她没有回头,只是安静地保持着这个引灵入体的术法姿势,像一朵在灵雾中无声绽放的雪莲,将自己命门处最核心的灵脉节点,毫无保留地朝向身后的人——这是姬族秘术里,最全然的信任,也是拔除寒毒最有效的灵脉相接之法。
李清风缓缓站起身,动作不疾不徐,带着一种从容不迫的笃定,像在灵园里缓步而行的人,终于走到了那朵他最想悉心照料的灵花前。他垂眸看着眼前的姬真真,那道弧线从盈盈一握的纤腰处向下,铺展出圆润饱满的灵脉弧度,在暖玉灯的光线下泛着玉石般温润的光泽,随着她微颤的呼吸轻轻起伏。肌肤上还覆着一层薄薄的灵露,像晨露凝在初绽的雪莲瓣上,每一寸都透着灵韵圆满的气息。
他向前跨出一步,指尖凝起一缕纯阳灵针。
一切都顺理成章,没有试探,没有犹豫,没有半分滞涩。像是归人回到了早已为他敞开的家门,推开那扇熟悉的门,走过那条他走过无数次的灵脉廊道,踏入了只属于他的灵韵秘境。姬真真能清晰感觉到,那股熟悉的真龙血气顺着命门灵脉涌入体内——不是蛮横的侵入,是久别重逢的回归。

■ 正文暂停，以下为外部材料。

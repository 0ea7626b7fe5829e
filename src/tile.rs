/// What occupies a grid cell
#[derive(Debug, Clone, Copy, PartialEq, Eq)]
pub enum Cell {
    Empty,
    /// Floor of the room with this id
    Room(u32),
    /// Doorway or distant corridor
    Corridor,
}

impl Cell {
    /// Interpret a raw grid value. Ids above `room_count` are corridor markers.
    pub fn classify(value: u32, room_count: usize) -> Self {
        if value == 0 {
            Cell::Empty
        } else if value as usize <= room_count {
            Cell::Room(value)
        } else {
            Cell::Corridor
        }
    }

    pub fn is_walkable(&self) -> bool {
        !matches!(self, Cell::Empty)
    }

    /// Character used by the ASCII dump
    pub fn glyph(&self) -> char {
        match self {
            Cell::Empty => '#',
            Cell::Room(_) => '.',
            Cell::Corridor => '+',
        }
    }
}

#[cfg(test)]
mod tests {
    use super::*;

    #[test]
    fn test_classify() {
        assert_eq!(Cell::classify(0, 3), Cell::Empty);
        assert_eq!(Cell::classify(1, 3), Cell::Room(1));
        assert_eq!(Cell::classify(3, 3), Cell::Room(3));
        assert_eq!(Cell::classify(4, 3), Cell::Corridor);
    }

    #[test]
    fn test_only_empty_blocks() {
        assert!(!Cell::Empty.is_walkable());
        assert!(Cell::Room(2).is_walkable());
        assert!(Cell::Corridor.is_walkable());
    }
}
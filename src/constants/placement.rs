//! Room placement constants.

/// Random-position attempts per room when placing inside a zone
pub const ZONE_PLACEMENT_ATTEMPTS: u32 = 100;
/// Random-position attempts per room when placing anywhere on the map
pub const FREE_PLACEMENT_ATTEMPTS: u32 = 1000;

/// Padding kept around ordinary rooms
pub const ROOM_BORDER: i32 = 1;
/// Padding kept around large rooms
pub const LARGE_ROOM_BORDER: i32 = 3;
/// Both dimensions must reach this for a room to count as large
pub const LARGE_ROOM_MIN_DIMENSION: i32 = 7;
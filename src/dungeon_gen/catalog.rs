//! Room catalog: the sized-but-unplaced rooms a dungeon starts from.

use super::placement::RoomCandidate;
use crate::constants::*;
use crate::params::ResolvedParams;
use rand::distributions::{Distribution, WeightedIndex};
use rand::Rng;
use std::cmp::Reverse;

/// Weighted pool of base room sizes.
///
/// Sizes run from `max` down to `min`, each weighted twice as heavily as the
/// size above it, so small rooms dominate the catalog.
pub struct SizePool {
    sizes: Vec<u32>,
    weights: WeightedIndex<f64>,
}

impl SizePool {
    /// Returns None for an empty range. Sizes above `MAX_ROOM_SIZE` are left out.
    pub fn new(min_size: u32, max_size: u32) -> Option<Self> {
        let max_size = max_size.min(MAX_ROOM_SIZE);
        let sizes: Vec<u32> = (min_size..=max_size).rev().collect();
        let weights = WeightedIndex::new(
            (0..sizes.len()).map(|k| 2f64.powi((k as i32).min(SIZE_WEIGHT_MAX_EXPONENT))),
        )
        .ok()?;
        Some(Self { sizes, weights })
    }

    pub fn sample(&self, rng: &mut impl Rng) -> u32 {
        self.sizes[self.weights.sample(rng)]
    }

    /// Sizes in pool order, largest first
    pub fn sizes(&self) -> &[u32] {
        &self.sizes
    }
}

/// Draw rooms until their combined area reaches the area goal.
///
/// The result is sorted largest room first (stable), so the boss room, if
/// requested, is always candidate 0.
pub fn build_catalog(params: &ResolvedParams, rng: &mut impl Rng) -> Vec<RoomCandidate> {
    puffin::profile_function!();

    // No room larger than the map can ever be placed
    let largest_fit = params.width.max(params.height).min(MAX_ROOM_SIZE as usize) as u32;
    let max_size = params.max_size.min(largest_fit);

    let Some(pool) = SizePool::new(params.min_size, max_size) else {
        log::warn!(
            "Room sizes {}..={} cannot fit a {}x{} map, no rooms generated",
            params.min_size,
            params.max_size,
            params.width,
            params.height
        );
        return Vec::new();
    };

    let area_goal = params.area_goal();
    let mut area = 0.0;
    let mut rooms = Vec::new();

    while area < area_goal {
        let size = pool.sample(rng) as i32;
        let mut width = size;
        let mut height = size;

        // Stretch one side to get some rectangular rooms
        if rng.gen_bool(ROOM_STRETCH_CHANCE) {
            if rng.gen_bool(0.5) {
                width += ROOM_STRETCH_AMOUNT as i32;
            } else {
                height += ROOM_STRETCH_AMOUNT as i32;
            }
        }

        let room = RoomCandidate::new(width, height);
        area += room.area() as f64;
        rooms.push(room);
    }

    rooms.sort_by_key(|room| Reverse(room.area()));

    log::debug!(
        "Room catalog: {} rooms covering {} cells (goal {:.0})",
        rooms.len(),
        area,
        area_goal
    );

    rooms
}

她此前所有的温柔与用心,所有的灵息梳理与同频,都化作了此刻的顺畅无碍。
她的灵脉几乎没有给出任何阻力,全然敞开着接引那股精纯的真龙血气。直到那股至阳之力抵达丹田深处、触碰到盘踞三百年的寒毒核心的瞬间,她的脊背才微微弓起一瞬,肩胛骨在素白衣料下轻轻滑动,丝丝缕缕的淡黑色寒毒烟气从毛孔中逸散而出。喉咙深处泄出一声极轻极轻、闷在玉榻上的灵息轻颤——那是寒毒被骤然灼烧、僵死经脉骤然舒展的本能反应,没有半分多余的情绪。
下一瞬,李清风立刻以灵力稳稳护持住她的身形。他从身后靠近,双臂虚拢在她身侧,指尖始终隔着一层薄衣,没有半分逾矩。一只手精准贴住她的丹田关窍,掌心源源不断地注入纯阳灵息,牢牢稳住她激荡欲散的灵力;另一只手轻按她心口的灵脉节点,以柔力抚平她因寒毒反噬而微微颤抖的身躯。她的后背隔着衣料轻轻贴着他的胸膛,后脑靠在他的肩窝处,整个人被一层柔和的护体灵力完整包裹,每一处灵脉的弧度都恰好与他的灵息输出频率严丝合缝,如同被嵌入了一把量身打造的灵玉护持座,安稳得没有半分晃动。
一旁的玉甸池中,一圈圈莹白的灵韵波纹无声扩散开来。那涟漪从两人灵脉相接之处发源,缓缓向池面四周荡开,每一次灵息起伏,都晕开一圈新的涟漪,涟漪推着涟漪,波纹叠着波纹,在温润的池面上画出一个又一个完美的同心圆。池底铺着的暖玉原石泛着温润的白光,常年恒温的聚灵泉水漫过两人的脚踝,漫过姬真真垂落的素白小腿,氤氲的灵雾从水面袅袅升起,将两人的身影晕染得朦胧柔和,只余下两道交叠的灵韵光影,连带着周遭的空气都变得清甜温润。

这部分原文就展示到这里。